#### Data
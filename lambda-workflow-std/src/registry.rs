//! Registered handler entries.

use lambda_workflow_core::{BoxedAction, BoxedHandler};
use std::fmt;

/// A handler together with the actions attached to its route.
///
/// Entries are assembled while the workflow is being built and never change
/// once the workflow is built.
pub struct HandlerEntry<E> {
    handler: BoxedHandler<E>,
    pre_actions: Vec<BoxedAction>,
    post_actions: Vec<BoxedAction>,
}

impl<E> HandlerEntry<E> {
    /// Create an entry with no actions.
    pub fn new(handler: BoxedHandler<E>) -> Self {
        Self {
            handler,
            pre_actions: Vec::new(),
            post_actions: Vec::new(),
        }
    }

    /// Append an action run before the handler.
    pub fn push_pre_action(&mut self, action: BoxedAction) {
        self.pre_actions.push(action);
    }

    /// Append an action run after the handler.
    pub fn push_post_action(&mut self, action: BoxedAction) {
        self.post_actions.push(action);
    }

    /// The handler.
    pub fn handler(&self) -> &BoxedHandler<E> {
        &self.handler
    }

    /// Actions run before the handler, in order.
    pub fn pre_actions(&self) -> &[BoxedAction] {
        &self.pre_actions
    }

    /// Actions run after the handler, in order.
    pub fn post_actions(&self) -> &[BoxedAction] {
        &self.post_actions
    }
}

impl<E> fmt::Debug for HandlerEntry<E> {
    fn fmt(&self, f: &mut fmt::Formatter<'_>) -> fmt::Result {
        f.debug_struct("HandlerEntry")
            .field("handler", &self.handler.type_name())
            .field("pre_actions", &self.pre_actions.len())
            .field("post_actions", &self.post_actions.len())
            .finish()
    }
}
#![allow(dead_code)]

use lambda_workflow::{Context, ProxyRequest, testing::CallLog};
use serde::{Deserialize, Serialize};

// ============================================================================
// Test Payload Types
// ============================================================================

#[derive(Clone, Debug, PartialEq, Serialize, Deserialize)]
pub struct JsonReq {
    pub message: String,
    pub code: u16,
}

impl JsonReq {
    pub fn hello() -> Self {
        Self {
            message: "Hello World!".to_string(),
            code: 123,
        }
    }
}

#[derive(Clone, Debug, PartialEq, Serialize, Deserialize)]
pub struct Car {
    pub id: String,
    #[serde(default)]
    pub model: String,
}

// ============================================================================
// Request Helpers
// ============================================================================

/// A proxy request whose body is the JSON encoding of `body`.
pub fn json_request<T: Serialize>(method: &str, path: &str, body: &T) -> ProxyRequest {
    ProxyRequest::new(method, path).with_body(json(body))
}

/// JSON encoding of `value`, as the workflow writes response bodies.
pub fn json<T: Serialize>(value: &T) -> String {
    serde_json::to_string(value).unwrap()
}

// ============================================================================
// Handlers
// ============================================================================

/// A handler recording `label` into `log` and answering with `status`.
pub fn labelled(
    log: &CallLog,
    label: &'static str,
    status: u16,
) -> impl Fn(&mut Context) + Send + Sync + 'static {
    let log = log.clone();
    move |ctx: &mut Context| {
        log.record(label);
        ctx.set_status_code(status);
    }
}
########
_What is needed_
All lines from the top of the data through the line containing "with no actions." need to be retyped exactly, and nothing more.

_Response below_
filename lambda-workflow-std/src/registry.rs
//! Registered handler entries.

use lambda_workflow_core::{BoxedAction, BoxedHandler};
use std::fmt;

/// A handler together with the actions attached to its route.
///
/// Entries are assembled while the workflow is being built and never change
/// once the workflow is built.
pub struct HandlerEntry<E> {
    handler: BoxedHandler<E>,
    pre_actions: Vec<BoxedAction>,
    post_actions: Vec<BoxedAction>,
}

impl<E> HandlerEntry<E> {
    /// Create an entry with no actions.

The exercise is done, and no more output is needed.